## Information supplied
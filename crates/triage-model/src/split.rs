//! Seeded train/test splitting of row indices.

use rand::rngs::StdRng;
use rand::seq::SliceRandom;
use rand::SeedableRng;

/// Row indices for one train/test partition.
#[derive(Debug, Clone, PartialEq, Eq)]
pub struct SplitIndices {
    /// Rows the pipeline is fitted on.
    pub train: Vec<usize>,
    /// Held-out rows used only for evaluation.
    pub test: Vec<usize>,
}

impl SplitIndices {
    /// Total number of rows across both partitions.
    pub fn total(&self) -> usize {
        self.train.len() + self.test.len()
    }
}

/// Shuffle `num_rows` row indices with the given seed and carve off the
/// held-out fraction.
///
/// The held-out count is `ceil(num_rows * test_size)`, taken from the front
/// of the shuffled order. Any `test_size` above zero therefore holds out at
/// least one row; a fraction close enough to one can leave the training
/// partition empty, which callers must reject before fitting.
pub fn split_rows(num_rows: usize, test_size: f64, seed: u64) -> SplitIndices {
    let mut indices: Vec<usize> = (0..num_rows).collect();
    let mut rng = StdRng::seed_from_u64(seed);
    indices.shuffle(&mut rng);

    let num_test = ((num_rows as f64) * test_size).ceil() as usize;
    let num_test = num_test.min(num_rows);
    let (test, train) = indices.split_at(num_test);

    SplitIndices {
        train: train.to_vec(),
        test: test.to_vec(),
    }
}
//! Trait seams for the wireproof pipeline.
//!
//! Processors rewrite outbound payloads; validators assert on inbound
//! ones. Both declare which message types they handle via `supports`, a
//! plain type-tag equality check, so a dispatching layer can route a
//! message without inspecting its content. Implementations live in the
//! `wireproof-dictionary` and `wireproof-text` crates.

use anyhow::Result;
use std::fmt;
use wireproof_context::ExchangeContext;
use wireproof_schema::{Message, MessageType};

/// Rewrites a message on its way out.
///
/// Takes the message by value and returns a new one; the processor is the
/// sole owner for the duration of the call, so in-place mutation never
/// aliases caller-retained state.
pub trait MessageProcessor {
    fn supports(&self, message_type: MessageType) -> bool;
    fn process(&self, message: Message, ctx: &mut ExchangeContext) -> Result<Message>;
}

/// Asserts on a received message against a control message.
///
/// Domain mismatches surface as [`ValidationFailure`] values inside the
/// `anyhow` error (recover them with `err.downcast_ref`); anything else
/// (unresolvable dynamic content, bad configuration) is an ordinary error.
pub trait MessageValidator {
    fn supports(&self, message_type: MessageType) -> bool;
    fn validate(
        &self,
        received: &Message,
        control: &Message,
        ctx: &mut ExchangeContext,
    ) -> Result<()>;
}

/// What kind of mismatch a validation failure represents.
#[derive(Debug, Clone, Copy, PartialEq, Eq)]
pub enum FailureKind {
    /// Content differs.
    ContentMismatch,
    /// Content is identical once every whitespace character is removed.
    WhitespaceOnly,
    /// Control expects content but the received payload is blank.
    BlankReceived,
}

/// A failed assertion, carrying both sides of the comparison.
///
/// Not retried, not swallowed: a validation failure is a genuine test
/// assertion failure and always propagates to the caller.
#[derive(Debug, Clone, PartialEq, Eq)]
pub struct ValidationFailure {
    pub kind: FailureKind,
    pub expected: String,
    pub actual: String,
}

impl ValidationFailure {
    pub fn content_mismatch(expected: impl Into<String>, actual: impl Into<String>) -> Self {
        Self {
            kind: FailureKind::ContentMismatch,
            expected: expected.into(),
            actual: actual.into(),
        }
    }

    pub fn whitespace_only(expected: impl Into<String>, actual: impl Into<String>) -> Self {
        Self {
            kind: FailureKind::WhitespaceOnly,
            expected: expected.into(),
            actual: actual.into(),
        }
    }

    pub fn blank_received(expected: impl Into<String>) -> Self {
        Self {
            kind: FailureKind::BlankReceived,
            expected: expected.into(),
            actual: String::new(),
        }
    }
}

impl fmt::Display for ValidationFailure {
    fn fmt(&self, f: &mut fmt::Formatter<'_>) -> fmt::Result {
        match self.kind {
            FailureKind::ContentMismatch => write!(
                f,
                "validation failed: expected '{}' but was '{}'",
                self.expected, self.actual
            ),
            FailureKind::WhitespaceOnly => write!(
                f,
                "validation failed, only whitespace differs: expected '{}' but was '{}'",
                self.expected, self.actual
            ),
            FailureKind::BlankReceived => write!(
                f,
                "validation failed: received payload is blank, expected '{}'",
                self.expected
            ),
        }
    }
}

impl std::error::Error for ValidationFailure {}
//! Canonical message model for the wireproof pipeline.
//!
//! Defines the owned payload wrapper and the message type tag used by
//! processors and validators to decide whether a message is theirs to
//! handle. All other crates depend on these types.

use serde::{Deserialize, Serialize};

/// Type tag carried by every message.
///
/// Dispatching layers check this tag, nothing else. There is no content
/// sniffing: a payload tagged `Plaintext` is plain text even if it happens
/// to parse as JSON.
#[derive(Debug, Clone, Copy, PartialEq, Eq, Hash, Serialize, Deserialize)]
#[serde(rename_all = "lowercase")]
pub enum MessageType {
    Json,
    Plaintext,
    Xml,
    Binary,
}

impl MessageType {
    pub fn as_str(&self) -> &'static str {
        match self {
            MessageType::Json => "json",
            MessageType::Plaintext => "plaintext",
            MessageType::Xml => "xml",
            MessageType::Binary => "binary",
        }
    }
}

impl std::str::FromStr for MessageType {
    type Err = String;

    fn from_str(s: &str) -> Result<Self, Self::Err> {
        match s.trim().to_ascii_lowercase().as_str() {
            "json" => Ok(MessageType::Json),
            "plaintext" | "text" => Ok(MessageType::Plaintext),
            "xml" => Ok(MessageType::Xml),
            "binary" => Ok(MessageType::Binary),
            other => Err(format!("unknown message type '{other}'")),
        }
    }
}

impl std::fmt::Display for MessageType {
    fn fmt(&self, f: &mut std::fmt::Formatter<'_>) -> std::fmt::Result {
        f.write_str(self.as_str())
    }
}

/// A message exchanged with the system under test.
///
/// The payload is an owned string. Whoever holds the `Message` owns the
/// payload exclusively; processors take the message by value and hand back
/// a new one, so there is never aliasing into caller-retained structures.
#[derive(Debug, Clone, PartialEq, Serialize, Deserialize)]
pub struct Message {
    pub payload: String,
    pub message_type: MessageType,
    /// Ordered name/value pairs. Carried through processing untouched.
    #[serde(default)]
    pub headers: Vec<(String, String)>,
}

impl Message {
    pub fn new(payload: impl Into<String>, message_type: MessageType) -> Self {
        Self {
            payload: payload.into(),
            message_type,
            headers: Vec::new(),
        }
    }

    /// Shorthand for a JSON-typed message.
    pub fn json(payload: impl Into<String>) -> Self {
        Self::new(payload, MessageType::Json)
    }

    /// Shorthand for a plain-text message.
    pub fn plaintext(payload: impl Into<String>) -> Self {
        Self::new(payload, MessageType::Plaintext)
    }

    pub fn with_header(mut self, name: impl Into<String>, value: impl Into<String>) -> Self {
        self.headers.push((name.into(), value.into()));
        self
    }

    /// First header with the given name, if any.
    pub fn header(&self, name: &str) -> Option<&str> {
        self.headers
            .iter()
            .find(|(n, _)| n == name)
            .map(|(_, v)| v.as_str())
    }
}
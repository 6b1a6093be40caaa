//! Exchange context: the per-execution state shared by processors and
//! validators.
//!
//! Holds the variable-binding store (append-only across one test
//! execution), resolves dynamic content in strings (`${name}` references
//! and `fn:name(...)` function calls), and fronts the validation-matcher
//! registry so callers can ask "is this control value a matcher
//! expression?" without depending on the matcher crate directly.

mod functions;

pub use functions::FunctionLibrary;

use anyhow::{Result, anyhow};
use regex::Regex;
use std::collections::BTreeMap;
use std::sync::LazyLock;
use wireproof_matchers::{MatcherMismatch, MatcherRegistry, split_params};

static VARIABLE_RE: LazyLock<Regex> =
    LazyLock::new(|| Regex::new(r"\$\{([A-Za-z0-9_.-]+)\}").expect("variable reference pattern"));

static FUNCTION_RE: LazyLock<Regex> =
    LazyLock::new(|| Regex::new(r"fn:([a-z][a-z0-9-]*)\(([^)]*)\)").expect("function call pattern"));

/// Per-execution context.
///
/// One instance lives for the duration of one test execution. Variable
/// bindings only grow; nothing here is shared between tests.
pub struct ExchangeContext {
    variables: BTreeMap<String, String>,
    functions: FunctionLibrary,
    matchers: MatcherRegistry,
}

impl ExchangeContext {
    pub fn new() -> Self {
        Self {
            variables: BTreeMap::new(),
            functions: FunctionLibrary::with_defaults(),
            matchers: MatcherRegistry::with_defaults(),
        }
    }

    pub fn set_variable(&mut self, name: impl Into<String>, value: impl Into<String>) {
        self.variables.insert(name.into(), value.into());
    }

    pub fn variable(&self, name: &str) -> Option<&str> {
        self.variables.get(name).map(String::as_str)
    }

    pub fn has_variable(&self, name: &str) -> bool {
        self.variables.contains_key(name)
    }

    /// All bindings, in name order.
    pub fn variables(&self) -> impl Iterator<Item = (&str, &str)> {
        self.variables
            .iter()
            .map(|(k, v)| (k.as_str(), v.as_str()))
    }

    /// Replace `${name}` references and evaluate `fn:name(...)` calls.
    ///
    /// Variables resolve first so function parameters can reference them.
    /// An unbound variable or unknown function is an error; dynamic
    /// content comes from test authors and silent corruption is worse
    /// than failing the run.
    pub fn resolve_dynamic(&self, input: &str) -> Result<String> {
        let resolved = self.resolve_variables(input)?;
        self.resolve_functions(&resolved)
    }

    fn resolve_variables(&self, input: &str) -> Result<String> {
        let mut out = String::with_capacity(input.len());
        let mut last = 0;
        for caps in VARIABLE_RE.captures_iter(input) {
            let Some(whole) = caps.get(0) else { continue };
            let name = caps.get(1).map(|m| m.as_str()).unwrap_or_default();
            let value = self
                .variable(name)
                .ok_or_else(|| anyhow!("unknown variable '{name}' in dynamic content"))?;
            out.push_str(&input[last..whole.start()]);
            out.push_str(value);
            last = whole.end();
        }
        out.push_str(&input[last..]);
        Ok(out)
    }

    fn resolve_functions(&self, input: &str) -> Result<String> {
        let mut out = String::with_capacity(input.len());
        let mut last = 0;
        for caps in FUNCTION_RE.captures_iter(input) {
            let Some(whole) = caps.get(0) else { continue };
            let name = caps.get(1).map(|m| m.as_str()).unwrap_or_default();
            let params = split_params(caps.get(2).map(|m| m.as_str()).unwrap_or_default());
            let value = self.functions.call(name, &params)?;
            out.push_str(&input[last..whole.start()]);
            out.push_str(&value);
            last = whole.end();
        }
        out.push_str(&input[last..]);
        Ok(out)
    }

    /// True when the control value is a registered matcher expression.
    pub fn is_matcher_expression(&self, control: &str) -> bool {
        self.matchers.is_expression(control)
    }

    /// Delegate a matcher-expression control value to the registry.
    pub fn delegate_validate(
        &self,
        received: &str,
        expression: &str,
    ) -> Result<(), MatcherMismatch> {
        self.matchers.verify(received, expression)
    }

    /// Swap in a custom matcher registry (test harness extension point).
    pub fn set_matchers(&mut self, matchers: MatcherRegistry) {
        self.matchers = matchers;
    }
}

impl Default for ExchangeContext {
    fn default() -> Self {
        Self::new()
    }
}
//! Whitespace normalization policies for text comparison.

/// Collapse every run of whitespace to a single space and trim the edges.
pub fn normalize_whitespace(input: &str) -> String {
    let mut out = String::with_capacity(input.len());
    let mut pending_space = false;
    for c in input.chars() {
        if c.is_whitespace() {
            pending_space = !out.is_empty();
        } else {
            if pending_space {
                out.push(' ');
                pending_space = false;
            }
            out.push(c);
        }
    }
    out
}

/// Normalize CRLF and bare CR line endings to LF.
pub fn normalize_newlines(input: &str) -> String {
    input.replace("\r\n", "\n").replace('\r', "\n")
}

/// Drop every whitespace character. Used for the whitespace-only
/// mismatch diagnosis, not for primary comparison.
pub fn strip_whitespace(input: &str) -> String {
    input.chars().filter(|c| !c.is_whitespace()).collect()
}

## Your task
Copy out all lines above holding "serde".

## Result for this exercise
use serde::{Deserialize, Serialize};
#[serde(rename_all = "lowercase")]
    #[serde(default)]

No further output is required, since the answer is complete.